Fertilizing Calathea


There are more than 300 species of plants that belong to the genus Calathea. Some of them are attractive plants that are grown in gardens, such as the peacock plant (Calathea makoyana). It is recommended that they be grown inside because to their severe sensitivity to cold, however according to the University of Florida IFAS Extension, they may also be grown successfully outside in a protected location within the United States Department of Agriculture plant hardiness zones 10 and 11. Peacock plants do not do well when subjected to an excessive amount of fertilisers and do best when grown in soil that is just moderately fertile and has good drainage. However, the majority of peacock plants grown in containers thrive best when given an occasional, mild feeding over the summer months. This helps boost the plants’ general vigour and leaf output.

  1. When the plant is actively developing from the middle of spring to the end of summer, peacock plant food should be given. Stop giving the plant food in the late summer so that it will not produce any new growth before going into hibernation for the winter.

  2. Before feeding the peacock plant, give it a good soaking with water to avoid root burn. In the top three inches of the growing mixture, add water until it seems like it has a reasonable amount of moisture. Wait for the soil to fully absorb the water before beginning to feed it, but check that the surface of the soil is still wet before adding the fertiliser.

  3. It is recommended by Uncle Fred’s Farm that one quart of clean, cold water be combined with a quarter teaspoon of a fertiliser with a ratio of 15-15-15. If you can get your hands on filtered or distilled water, do so since it has a far lower concentration of minerals and salts than regular tap water. Stir the fertiliser for the required amount of time until it has fully dissolved.

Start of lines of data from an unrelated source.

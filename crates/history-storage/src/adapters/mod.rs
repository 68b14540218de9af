//! # Adapters Layer
//!
//! Storage backends and the default hasher and clock.

pub mod memory;
pub mod mongo;
pub mod mysql;
pub mod system;

pub use memory::InMemoryHistoryStore;
pub use mongo::MongoHistoryStore;
pub use mysql::MySqlHistoryStore;
pub use system::{Sha256TxHasher, SystemClock};

use std::sync::Arc;

use crate::config::{BackendKind, HistoryDbConfig};
use crate::domain::StorageError;
use crate::ports::HistoryStorage;

/// Open the backend selected by `config`.
///
/// Returns `Ok(None)` when the configuration leaves the replica disabled.
pub async fn open_history_storage(
    config: &HistoryDbConfig,
) -> Result<Option<Arc<dyn HistoryStorage>>, StorageError> {
    let kind = config
        .backend()
        .map_err(|e| StorageError::Config(e.to_string()))?;

    let storage: Arc<dyn HistoryStorage> = match kind {
        None => return Ok(None),
        Some(BackendKind::MySql) => {
            Arc::new(MySqlHistoryStore::connect(&config.host, &config.name).await?)
        }
        Some(BackendKind::MongoDb) => {
            Arc::new(MongoHistoryStore::connect(&config.host, &config.name).await?)
        }
    };
    Ok(Some(storage))
}

#[cfg(test)]
mod tests {
    use super::*;

    #[tokio::test]
    async fn test_disabled_config_opens_nothing() {
        let opened = open_history_storage(&HistoryDbConfig::default()).await.unwrap();
        assert!(opened.is_none());
    }

    #[tokio::test]
    async fn test_unknown_backend_is_config_error() {
        let config = HistoryDbConfig::new("sqlite", "file.db", "history");
        assert!(matches!(
            open_history_storage(&config).await,
            Err(StorageError::Config(_))
        ));
    }
}
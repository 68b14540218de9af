//! # Event Subscriber
//!
//! Defines the subscription side of the event bus.

use crate::events::{EventQuery, NodeEvent};
use thiserror::Error;
use tokio::sync::{mpsc, oneshot};
use uuid::Uuid;

/// Errors from subscription operations.
#[derive(Debug, Error, Clone, PartialEq, Eq)]
pub enum SubscriptionError {
    /// The subscription was removed from the bus.
    #[error("Subscription closed")]
    Closed,

    /// `unsubscribe_all` was called for a subscriber with no subscriptions.
    #[error("Subscriber {0} has no subscriptions")]
    NotSubscribed(String),
}

/// A single event handed to one subscription.
///
/// Unbuffered subscriptions carry an acknowledgement that the receiving side
/// fires once the event has been taken off the channel.
#[derive(Debug)]
pub(crate) struct Delivery {
    pub(crate) event: NodeEvent,
    pub(crate) ack: Option<oneshot::Sender<()>>,
}

/// A subscription handle for receiving events.
///
/// The stream ends once the bus drops every sender for it, which happens on
/// `unsubscribe_all` for the owning subscriber.
#[derive(Debug)]
pub struct Subscription {
    id: Uuid,
    subscriber: String,
    query: EventQuery,
    receiver: mpsc::Receiver<Delivery>,
}

impl Subscription {
    pub(crate) fn new(
        id: Uuid,
        subscriber: String,
        query: EventQuery,
        receiver: mpsc::Receiver<Delivery>,
    ) -> Self {
        Self {
            id,
            subscriber,
            query,
            receiver,
        }
    }

    /// Receive the next event.
    ///
    /// # Returns
    ///
    /// - `Some(event)` - The next matching event
    /// - `None` - The subscription was removed from the bus
    pub async fn recv(&mut self) -> Option<NodeEvent> {
        let delivery = self.receiver.recv().await?;
        Some(Self::accept(delivery))
    }

    /// Try to receive the next event without blocking.
    ///
    /// # Returns
    ///
    /// - `Ok(Some(event))` - An event was available
    /// - `Ok(None)` - No event available (would block)
    /// - `Err(SubscriptionError::Closed)` - The subscription was removed
    pub fn try_recv(&mut self) -> Result<Option<NodeEvent>, SubscriptionError> {
        match self.receiver.try_recv() {
            Ok(delivery) => Ok(Some(Self::accept(delivery))),
            Err(mpsc::error::TryRecvError::Empty) => Ok(None),
            Err(mpsc::error::TryRecvError::Disconnected) => Err(SubscriptionError::Closed),
        }
    }

    fn accept(delivery: Delivery) -> NodeEvent {
        if let Some(ack) = delivery.ack {
            // Publisher may have given up waiting; nothing to do then.
            let _ = ack.send(());
        }
        delivery.event
    }

    /// Unique id of this subscription.
    #[must_use]
    pub fn id(&self) -> Uuid {
        self.id
    }

    /// Name of the subscriber that owns this subscription.
    #[must_use]
    pub fn subscriber(&self) -> &str {
        &self.subscriber
    }

    /// Get the query for this subscription.
    #[must_use]
    pub fn query(&self) -> EventQuery {
        self.query
    }
}
use anyhow::{Context, Result};
use tracing::{error, info};
use tracing_subscriber::{layer::SubscriberExt, util::SubscriberInitExt, EnvFilter};

use qiita_zenn_export::config::Config;
use qiita_zenn_export::snapshot::Snapshot;
use qiita_zenn_export::{qiita, zenn};

#[tokio::main]
async fn main() {
    if let Err(e) = run().await {
        error!("Fatal error: {e:#}");
        std::process::exit(1);
    }
}

async fn run() -> Result<()> {
    // Load .env file if present
    let _ = dotenvy::dotenv();

    init_tracing()?;

    let config = Config::from_env().context("Failed to load configuration")?;
    config.validate().context("Invalid configuration")?;

    info!(user = %config.user, "Configuration loaded");

    let command = std::env::args().nth(1).unwrap_or_else(|| "all".to_string());
    match command.as_str() {
        "fetch" => fetch(&config).await,
        "export" => export(&config).await,
        "all" => {
            fetch(&config).await?;
            export(&config).await
        }
        other => anyhow::bail!("unknown command {other:?} (expected fetch, export or all)"),
    }
}

/// Collect every page of the user's listing and write the snapshot.
async fn fetch(config: &Config) -> Result<()> {
    let client = qiita::build_client()?;
    let posts = qiita::fetch_all_posts(&client, config).await?;
    info!(count = posts.len(), "Listing fetched");

    let snapshot = Snapshot::new(posts);
    snapshot.save(&config.snapshot_path).await?;
    info!(path = %config.snapshot_path.display(), "Snapshot written");

    Ok(())
}

/// Render the snapshot into one article file per post.
async fn export(config: &Config) -> Result<()> {
    let snapshot = Snapshot::load(&config.snapshot_path).await?;
    info!(count = snapshot.list.len(), "Snapshot loaded");

    let written = zenn::export_articles(&snapshot, &config.articles_dir).await?;
    info!(written, dir = %config.articles_dir.display(), "Articles exported");

    Ok(())
}

fn init_tracing() -> Result<()> {
    let filter = EnvFilter::try_from_default_env()
        .unwrap_or_else(|_| EnvFilter::new("info,qiita_zenn_export=debug"));

    // Check if JSON logging is requested
    let use_json = std::env::var("LOG_FORMAT")
        .map(|v| matches!(v.to_lowercase().as_str(), "json" | "structured"))
        .unwrap_or(false);

    if use_json {
        tracing_subscriber::registry()
            .with(filter)
            .with(tracing_subscriber::fmt::layer().json())
            .try_init()
            .map_err(|e| anyhow::anyhow!("Failed to initialize tracing: {e}"))?;
    } else {
        tracing_subscriber::registry()
            .with(filter)
            .with(tracing_subscriber::fmt::layer())
            .try_init()
            .map_err(|e| anyhow::anyhow!("Failed to initialize tracing: {e}"))?;
    }

    Ok(())
}
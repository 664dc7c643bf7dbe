//! Integration tests for listing collection and snapshot persistence.

use qiita_zenn_export::config::Config;
use qiita_zenn_export::qiita::{build_client, fetch_all_posts};
use qiita_zenn_export::snapshot::Snapshot;
use serde_json::{json, Value};
use tempfile::TempDir;
use wiremock::matchers::{method, path, query_param};
use wiremock::{Mock, MockServer, ResponseTemplate};

const ITEMS_PATH: &str = "/users/testuser/items";

/// Create a test configuration pointed at the mock server.
fn create_test_config(api_base: &str) -> Config {
    Config {
        api_base: api_base.to_string(),
        ..Config::for_testing()
    }
}

fn item(id: &str, title: &str) -> Value {
    json!({
        "id": id,
        "created_at": "2024-03-07T12:00:00Z",
        "title": title,
        "body": "body",
        "tags": [{"name": "Rust"}]
    })
}

async fn mount_page(server: &MockServer, page: &str, body: Value) {
    Mock::given(method("GET"))
        .and(path(ITEMS_PATH))
        .and(query_param("page", page))
        .respond_with(ResponseTemplate::new(200).set_body_json(body))
        .mount(server)
        .await;
}

#[tokio::test]
async fn test_fetch_collects_all_pages_in_order() {
    let mock_server = MockServer::start().await;
    mount_page(&mock_server, "1", json!([item("a", "A"), item("b", "B")])).await;
    mount_page(&mock_server, "2", json!([item("c", "C")])).await;
    mount_page(&mock_server, "3", json!([])).await;

    let config = create_test_config(&mock_server.uri());
    let client = build_client().unwrap();

    let posts = fetch_all_posts(&client, &config)
        .await
        .expect("fetch failed");

    assert_eq!(posts.len(), 3);
    let ids: Vec<&str> = posts.iter().map(|p| p.id.as_str()).collect();
    assert_eq!(ids, ["a", "b", "c"]);
}

#[tokio::test]
async fn test_fetch_empty_first_page_yields_empty_list() {
    let mock_server = MockServer::start().await;

    // Only page 1 is mounted; a request for any later page would 404 and
    // fail the fetch, so success here also proves no further requests.
    Mock::given(method("GET"))
        .and(path(ITEMS_PATH))
        .and(query_param("page", "1"))
        .respond_with(ResponseTemplate::new(200).set_body_json(json!([])))
        .expect(1)
        .mount(&mock_server)
        .await;

    let config = create_test_config(&mock_server.uri());
    let client = build_client().unwrap();

    let posts = fetch_all_posts(&client, &config)
        .await
        .expect("fetch failed");
    assert!(posts.is_empty());
}

#[tokio::test]
async fn test_fetch_errors_on_http_failure() {
    let mock_server = MockServer::start().await;
    Mock::given(method("GET"))
        .and(path(ITEMS_PATH))
        .respond_with(ResponseTemplate::new(500))
        .mount(&mock_server)
        .await;

    let config = create_test_config(&mock_server.uri());
    let client = build_client().unwrap();

    let result = fetch_all_posts(&client, &config).await;
    assert!(result.is_err(), "Should fail on HTTP 500");
}

#[tokio::test]
async fn test_fetch_errors_on_non_array_body() {
    let mock_server = MockServer::start().await;

    // An error object is a malformed response, not the end of the listing.
    Mock::given(method("GET"))
        .and(path(ITEMS_PATH))
        .respond_with(ResponseTemplate::new(200).set_body_json(json!({"message": "rate limited"})))
        .mount(&mock_server)
        .await;

    let config = create_test_config(&mock_server.uri());
    let client = build_client().unwrap();

    let result = fetch_all_posts(&client, &config).await;
    assert!(result.is_err(), "Non-array body should fail loudly");
}

#[tokio::test]
async fn test_snapshot_save_and_load_roundtrip() {
    let temp_dir = TempDir::new().unwrap();
    let snapshot_path = temp_dir.path().join("data").join("pages.json");

    let posts = vec![
        serde_json::from_value(item("a", "A")).unwrap(),
        serde_json::from_value(item("b", "B")).unwrap(),
    ];
    let snapshot = Snapshot::new(posts);
    snapshot.save(&snapshot_path).await.expect("save failed");

    // The file is a single object keyed by `list`.
    let raw: Value = serde_json::from_slice(&std::fs::read(&snapshot_path).unwrap()).unwrap();
    assert_eq!(raw["list"].as_array().unwrap().len(), 2);
    assert_eq!(raw["list"][0]["id"], "a");

    let loaded = Snapshot::load(&snapshot_path).await.expect("load failed");
    assert_eq!(loaded.list.len(), 2);
    assert_eq!(loaded.list[1].title, "B");
}

#[tokio::test]
async fn test_snapshot_save_replaces_previous_file() {
    let temp_dir = TempDir::new().unwrap();
    let snapshot_path = temp_dir.path().join("pages.json");

    let first = Snapshot::new(vec![
        serde_json::from_value(item("a", "A")).unwrap(),
        serde_json::from_value(item("b", "B")).unwrap(),
    ]);
    first.save(&snapshot_path).await.unwrap();

    let second = Snapshot::new(vec![serde_json::from_value(item("c", "C")).unwrap()]);
    second.save(&snapshot_path).await.unwrap();

    let loaded = Snapshot::load(&snapshot_path).await.unwrap();
    assert_eq!(loaded.list.len(), 1);
    assert_eq!(loaded.list[0].id, "c");
}
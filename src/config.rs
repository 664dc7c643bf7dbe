use std::path::PathBuf;

use thiserror::Error;

#[derive(Debug, Error)]
pub enum ConfigError {
    #[error("missing required environment variable: {0}")]
    MissingEnvVar(String),
    #[error("invalid value for {name}: {message}")]
    InvalidValue { name: String, message: String },
}

/// Application configuration loaded from environment variables.
#[derive(Debug, Clone)]
pub struct Config {
    // Qiita API
    pub api_base: String,
    pub user: String,

    // Output
    pub snapshot_path: PathBuf,
    pub articles_dir: PathBuf,
}

impl Config {
    /// Load configuration from environment variables.
    ///
    /// # Errors
    ///
    /// Returns an error if required environment variables are missing.
    pub fn from_env() -> Result<Self, ConfigError> {
        Ok(Self {
            api_base: env_or_default("QIITA_API_BASE", "https://qiita.com/api/v2"),
            user: required_env("QIITA_USER")?,
            snapshot_path: PathBuf::from(env_or_default("SNAPSHOT_PATH", "./data/pages.json")),
            articles_dir: PathBuf::from(env_or_default("ARTICLES_DIR", "./articles")),
        })
    }

    /// Validate that the configuration is usable.
    ///
    /// # Errors
    ///
    /// Returns an error if the configuration is invalid.
    pub fn validate(&self) -> Result<(), ConfigError> {
        if self.api_base.is_empty() {
            return Err(ConfigError::InvalidValue {
                name: "QIITA_API_BASE".to_string(),
                message: "cannot be empty".to_string(),
            });
        }
        if self.user.is_empty() {
            return Err(ConfigError::InvalidValue {
                name: "QIITA_USER".to_string(),
                message: "cannot be empty".to_string(),
            });
        }
        Ok(())
    }

    /// Build the listing URL for one page of the user's items.
    #[must_use]
    pub fn items_url(&self, page: u32) -> String {
        format!(
            "{}/users/{}/items?page={page}",
            self.api_base.trim_end_matches('/'),
            self.user
        )
    }

    /// A configuration with placeholder values for integration tests.
    #[must_use]
    pub fn for_testing() -> Self {
        Self {
            api_base: "http://127.0.0.1:0".to_string(),
            user: "testuser".to_string(),
            snapshot_path: PathBuf::from("./data/pages.json"),
            articles_dir: PathBuf::from("./articles"),
        }
    }
}

fn required_env(name: &str) -> Result<String, ConfigError> {
    std::env::var(name).map_err(|_| ConfigError::MissingEnvVar(name.to_string()))
}

fn env_or_default(name: &str, default: &str) -> String {
    std::env::var(name)
        .ok()
        .filter(|s| !s.is_empty())
        .unwrap_or_else(|| default.to_string())
}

  4. Make use of the fertiliser solution in lieu of one of the monthly waterings. Slowly pour the solution into the container until the soil is completely soaked and the drainage hole at the bottom of the container starts to seep fluids. If your planter does not come with a catch basin, you may place the pot on top of a shallow pan to collect any surplus fertiliser.

  5. Keep an eye out for leaves that have become yellow, since this is an indication of leaf chlorosis. To fix the problem, cut down on the amount of watering and ramp up the strength of the fertiliser solution by fifty percent. If the issue continues, move the plant to an area where there is less direct sunlight.

  6. Keep an eye out for telltale indicators of excess salts or nutrients in the soil, such as the margins of the leaves being charred or crispy. If this continues to happen, you should stop feeding them. Place the plant in the sink and rinse the soil with water for one hour to remove any extra nutrients. This process should be repeated once.

  7. If the peacock plant continues to have leaf damage even after the soil has been leached, you should repot it into new media. You may use the same planter or one of a similar size, and you should use ordinary potting soil that also contains perlite. You should steer clear of potting soil that has a slow-release fertiliser in it.

    Things You Will Need

    • 15-15-15 fertilizer

    • Planter (optional)

    • Potting soil (optional)


    As a natural alternative to chemical houseplant fertilisers, you may try diluting half a teaspoon of fish or kelp meal fertiliser in one quart of water and using it.


    It is important to keep pets from eating the peacock plant while the fertiliser is soaking in and drying up, so move the plant to a location that is not easily accessible.